MATLAB code for Radon transform implementation with applications in ridgelet transform for edge detection and signal denoising

Detailed Documentation

The Radon transform serves as a fundamental mathematical tool in image processing and computer vision, primarily employed for image reconstruction from projection data. In MATLAB, this transform can be efficiently implemented using the built-in radon() function which computes line integrals along specified angles. The inverse Radon transform for reconstruction is achieved through the iradon() function, typically utilizing filtered backprojection algorithms. The ridgelet transform represents an advanced mathematical technique particularly effective for image processing tasks. It excels in directional feature detection, making it ideal for edge identification in images with linear structures.
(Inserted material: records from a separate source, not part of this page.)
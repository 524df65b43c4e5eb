//! Navigation through a chain of coin view decorators.

use std::sync::Arc;

use crate::CoinView;

#[derive(Clone)]
pub struct CoinViewStack {
    top: Arc<dyn CoinView>,
}

impl CoinViewStack {
    pub fn new(top: Arc<dyn CoinView>) -> Self {
        Self { top }
    }

    pub fn top(&self) -> &Arc<dyn CoinView> {
        &self.top
    }

    /// Every layer from the outermost decorator down to the backing view.
    pub fn layers(&self) -> Vec<Arc<dyn CoinView>> {
        let mut layers = vec![Arc::clone(&self.top)];
        while let Some(next) = layers.last().and_then(|layer| layer.inner()) {
            layers.push(next);
        }
        layers
    }

    /// The outermost layer of concrete type `T`.
    pub fn find<T: CoinView + 'static>(&self) -> Option<Arc<T>> {
        self.layers()
            .into_iter()
            .find_map(|layer| layer.into_any().downcast::<T>().ok())
    }

    pub fn bottom(&self) -> Arc<dyn CoinView> {
        let mut layer = Arc::clone(&self.top);
        while let Some(next) = layer.inner() {
            layer = next;
        }
        layer
    }
}
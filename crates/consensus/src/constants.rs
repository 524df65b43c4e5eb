//! Consensus-wide constants shared across validation.

use crate::Hash256;

/// The maximum allowed size for a serialized block, in bytes (network rule).
pub const MAX_BLOCK_BASE_SIZE: u32 = 1_000_000;
/// The maximum allowed number of signature check operations in a block (network rule).
pub const MAX_BLOCK_SIGOPS: u32 = 20_000;
/// Coinbase script length bounds.
pub const MIN_COINBASE_SCRIPT_SIZE: usize = 2;
pub const MAX_COINBASE_SCRIPT_SIZE: usize = 100;
/// Lock times below this are block heights, above are unix timestamps.
pub const LOCKTIME_THRESHOLD: u32 = 500_000_000;
/// Number of previous blocks used for median time past.
pub const MEDIAN_TIME_SPAN: usize = 11;
/// Maximum script size (consensus).
pub const MAX_SCRIPT_SIZE: usize = 10_000;

/// Transactions that appear twice in the historical chain. Their outputs may exist in
/// the durable store before the transaction is created a second time.
pub const DUPLICATE_TRANSACTION_IDS: [Hash256; 2] = [
    hash256_from_display_hex("d5d27987d2a3dfc724e359870c6644b40e497bdc0589a033220fe15429d88599"),
    hash256_from_display_hex("e3bf3d07d4b0375638d5f1db5255fe07ba2c4cb067cd81b84ee974b6585fb468"),
];

pub fn is_duplicate_transaction(txid: &Hash256) -> bool {
    DUPLICATE_TRANSACTION_IDS.iter().any(|dup| dup == txid)
}

/// Parses a 64-character big-endian display hex string into internal byte order.
pub const fn hash256_from_display_hex(hex: &str) -> Hash256 {
    let bytes = hex.as_bytes();
    assert!(bytes.len() == 64, "hash hex must be 64 characters");
    let mut out = [0u8; 32];
    let mut i = 0;
    while i < 32 {
        let hi = hex_nibble(bytes[i * 2]);
        let lo = hex_nibble(bytes[i * 2 + 1]);
        out[31 - i] = (hi << 4) | lo;
        i += 1;
    }
    out
}

const fn hex_nibble(c: u8) -> u8 {
    match c {
        b'0'..=b'9' => c - b'0',
        b'a'..=b'f' => c - b'a' + 10,
        b'A'..=b'F' => c - b'A' + 10,
        _ => panic!("invalid hex character"),
    }
}
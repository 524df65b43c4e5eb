//! Proof-of-stake substitutions and additions to the base pipeline.

use std::sync::Arc;

use stakd_consensus::rewards::{proof_of_stake_reward, proof_of_work_reward};
use stakd_pos::{check_block_signature, PosError, ProtocolEra};
use stakd_pow::difficulty::next_target_required;
use stakd_pow::TargetKind;
use stakd_primitives::transaction::Transaction;

use super::execution::check_coinbase_reward;
use super::{Rule, RuleEnv, Stage};
use crate::collaborators::StakeValidator;
use crate::context::ValidationContext;
use crate::error::{ConsensusError, RuleError};
use crate::stake::{BlockStake, StakeChainStore, FLAG_PROOF_OF_STAKE};

fn era(ctx: &ValidationContext, env: &RuleEnv<'_>) -> Result<ProtocolEra, ConsensusError> {
    Ok(ProtocolEra::at(ctx.height()?, ctx.block.header.time, env.params))
}

fn coinstake(ctx: &ValidationContext) -> Result<&Transaction, ConsensusError> {
    ctx.block
        .transactions
        .get(1)
        .ok_or_else(|| RuleError::BadStakeBlock("missing coinstake").into())
}

/// Era-dependent past limit and future drift.
pub struct PosTimestampRule;

impl Rule for PosTimestampRule {
    fn id(&self) -> &'static str {
        "time"
    }

    fn stage(&self) -> Stage {
        Stage::HeaderContextual
    }

    fn check(&self, ctx: &mut ValidationContext, env: &RuleEnv<'_>) -> Result<(), ConsensusError> {
        let era = era(ctx, env)?;
        let prev = ctx.prev_header()?;
        let time = i64::from(ctx.block.header.time);
        if time <= era.past_time_limit(prev.header.time, prev.median_time_past()) {
            return Err(RuleError::TimeTooOld.into());
        }
        if time > env.time.adjusted_time() + era.future_drift(env.params) {
            return Err(RuleError::TimeTooNew.into());
        }
        Ok(())
    }
}

/// Per-block retarget from the two previous blocks of the same proof kind.
pub struct PosDifficultyRule;

impl Rule for PosDifficultyRule {
    fn id(&self) -> &'static str {
        "difficulty"
    }

    fn stage(&self) -> Stage {
        Stage::HeaderContextual
    }

    fn check(&self, ctx: &mut ValidationContext, env: &RuleEnv<'_>) -> Result<(), ConsensusError> {
        let proof_of_stake = ctx.block.is_proof_of_stake();
        let kind = if proof_of_stake {
            TargetKind::Stake
        } else {
            TargetKind::Work
        };
        let last = ctx.prev_header()?.last_of_kind(proof_of_stake);
        let previous = last
            .as_ref()
            .and_then(|last| last.prev.as_ref())
            .and_then(|prev| prev.last_of_kind(proof_of_stake));
        let expected = next_target_required(
            last.map(|header| header.info()),
            previous.map(|header| header.info()),
            kind,
            env.params,
        )
        .map_err(|_| RuleError::BadDifficultyBits)?;
        if ctx.block.header.bits != expected {
            return Err(RuleError::BadDifficultyBits.into());
        }
        Ok(())
    }
}

pub struct LastPowBlockRule;

impl Rule for LastPowBlockRule {
    fn id(&self) -> &'static str {
        "last-pow"
    }

    fn stage(&self) -> Stage {
        Stage::HeaderContextual
    }

    fn check(&self, ctx: &mut ValidationContext, env: &RuleEnv<'_>) -> Result<(), ConsensusError> {
        if ctx.block.is_proof_of_work() && ctx.height()? > env.params.last_pow_block {
            return Err(RuleError::ProofOfWorkTooHigh.into());
        }
        Ok(())
    }
}

/// Header-time check against the coinstake's masked timestamp. Runs with the header
/// rules, ahead of any body rule.
pub struct CoinstakeTimestampRule;

impl Rule for CoinstakeTimestampRule {
    fn id(&self) -> &'static str {
        "coinstake-time"
    }

    fn stage(&self) -> Stage {
        Stage::HeaderContextual
    }

    fn check(&self, ctx: &mut ValidationContext, env: &RuleEnv<'_>) -> Result<(), ConsensusError> {
        if !ctx.block.is_proof_of_stake() {
            return Ok(());
        }
        let era = era(ctx, env)?;
        let tx_time = coinstake(ctx)?.time;
        if !era.check_coinstake_timestamp(ctx.block.header.time, tx_time, env.params) {
            return Err(RuleError::StakeTimeViolation.into());
        }
        Ok(())
    }
}

pub struct PosBlockStructureRule;

impl Rule for PosBlockStructureRule {
    fn id(&self) -> &'static str {
        "pos-structure"
    }

    fn stage(&self) -> Stage {
        Stage::BodyStructural
    }

    fn check(&self, ctx: &mut ValidationContext, _env: &RuleEnv<'_>) -> Result<(), ConsensusError> {
        let block = &ctx.block;
        if block.is_proof_of_stake() {
            let coinbase = &block.transactions[0];
            if coinbase.vout.len() != 1 || !coinbase.vout[0].is_empty() {
                return Err(RuleError::BadStakeBlock("coinbase output not empty").into());
            }
        }
        let misplaced = block
            .transactions
            .iter()
            .enumerate()
            .any(|(index, tx)| tx.is_coinstake() && (index != 1 || block.is_proof_of_work()));
        if misplaced {
            return Err(RuleError::BadStakeBlock("coinstake in wrong position").into());
        }
        if block
            .transactions
            .iter()
            .any(|tx| tx.time > block.header.time)
        {
            return Err(RuleError::BadStakeBlock("transaction time after block time").into());
        }
        Ok(())
    }
}

pub struct BlockSignatureRule;

impl Rule for BlockSignatureRule {
    fn id(&self) -> &'static str {
        "block-signature"
    }

    fn stage(&self) -> Stage {
        Stage::BodyStructural
    }

    fn check(&self, ctx: &mut ValidationContext, env: &RuleEnv<'_>) -> Result<(), ConsensusError> {
        let era = era(ctx, env)?;
        check_block_signature(&ctx.block, era).map_err(|err| {
            let message = match err {
                PosError::UnexpectedSignature => "signature on proof-of-work block",
                PosError::BadSignature(message) | PosError::UnknownSigner(message) => message,
                _ => "invalid block signature",
            };
            RuleError::BadBlockSignature(message).into()
        })
    }
}

/// Checks the coinstake kernel before the coinstake's input is spent.
pub struct StakeKernelRule {
    validator: Arc<dyn StakeValidator>,
    stakes: Arc<StakeChainStore>,
}

impl StakeKernelRule {
    pub fn new(validator: Arc<dyn StakeValidator>, stakes: Arc<StakeChainStore>) -> Self {
        Self { validator, stakes }
    }
}

impl Rule for StakeKernelRule {
    fn id(&self) -> &'static str {
        "stake-kernel"
    }

    fn stage(&self) -> Stage {
        Stage::Execution
    }

    fn check(&self, ctx: &mut ValidationContext, env: &RuleEnv<'_>) -> Result<(), ConsensusError> {
        if !ctx.block.is_proof_of_stake() {
            return Ok(());
        }
        let header = Arc::clone(ctx.header()?);
        let prev_stake = self.stakes.get(&header.prev_hash())?;
        let staked_txid = coinstake(ctx)?
            .vin
            .first()
            .map(|input| input.prevout.hash)
            .ok_or(RuleError::BadStakeBlock("coinstake without inputs"))?;
        let staked = ctx
            .set
            .access_coins(&staked_txid)
            .ok_or(RuleError::BadTransactionMissingInput)?;
        let proof =
            self.validator
                .check_proof_of_stake(env.params, &header, &ctx.block, &prev_stake, staked)?;
        ctx.stake.hash_proof = Some(proof.hash_proof);
        ctx.stake.stake_modifier_v2 = Some(proof.stake_modifier_v2);
        Ok(())
    }
}

/// Queues the block's stake metadata into the side-store once execution succeeded.
pub struct StakeRecordRule {
    validator: Arc<dyn StakeValidator>,
    stakes: Arc<StakeChainStore>,
}

impl StakeRecordRule {
    pub fn new(validator: Arc<dyn StakeValidator>, stakes: Arc<StakeChainStore>) -> Self {
        Self { validator, stakes }
    }
}

impl Rule for StakeRecordRule {
    fn id(&self) -> &'static str {
        "stake-record"
    }

    fn stage(&self) -> Stage {
        Stage::Execution
    }

    fn check(&self, ctx: &mut ValidationContext, _env: &RuleEnv<'_>) -> Result<(), ConsensusError> {
        let header = Arc::clone(ctx.header()?);
        let block_stake = if ctx.block.is_proof_of_stake() {
            let coinstake = coinstake(ctx)?;
            let (Some(hash_proof), Some(stake_modifier_v2)) =
                (ctx.stake.hash_proof, ctx.stake.stake_modifier_v2)
            else {
                return Err(ConsensusError::MissingContext("stake kernel proof"));
            };
            let mut stake = BlockStake {
                flags: FLAG_PROOF_OF_STAKE,
                hash_proof,
                stake_modifier_v2,
                stake_time: coinstake.time,
                prevout_stake: coinstake.vin[0].prevout,
            };
            stake.set_entropy_bit(&header.hash);
            stake
        } else {
            let prev_stake = self.stakes.get(&header.prev_hash())?;
            let modifier = self.validator.compute_stake_modifier(&prev_stake, &header.hash);
            BlockStake::for_work(&header.hash, modifier)
        };
        self.stakes.set(&header, block_stake.clone())?;
        ctx.stake.block_stake = Some(block_stake);
        Ok(())
    }
}

/// Stake blocks pay through the coinstake: its value gain is capped at fees plus the
/// stake reward. Work blocks keep the coinbase cap.
pub struct PosRewardRule;

impl Rule for PosRewardRule {
    fn id(&self) -> &'static str {
        "reward"
    }

    fn stage(&self) -> Stage {
        Stage::Execution
    }

    fn check(&self, ctx: &mut ValidationContext, env: &RuleEnv<'_>) -> Result<(), ConsensusError> {
        let height = ctx.height()?;
        if !ctx.block.is_proof_of_stake() {
            return check_coinbase_reward(ctx, proof_of_work_reward(height, env.params));
        }
        let value_out = coinstake(ctx)?
            .value_out()
            .ok_or(RuleError::BadCoinstakeAmount)?;
        let reward = value_out - ctx.stake.coinstake_input_value;
        let allowed = ctx
            .fees
            .checked_add(proof_of_stake_reward(height, env.params))
            .ok_or(RuleError::BadCoinstakeAmount)?;
        if reward > allowed {
            return Err(RuleError::BadCoinstakeAmount.into());
        }
        Ok(())
    }
}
For signal processing, ridgelet transforms demonstrate robust noise reduction capabilities by leveraging sparse representations in the Radon domain. MATLAB implementations often involve applying wavelet transforms to Radon transform coefficients, requiring custom coding since no direct built-in function exists. Both transforms constitute essential components in modern image processing toolkits. They prove particularly valuable when handling complex imagery or signal datasets where traditional Fourier-based methods may underperform. Key implementation considerations include parameter optimization for projection angles in Radon transforms and scale-direction tuning for ridgelet transforms to achieve optimal results across various applications.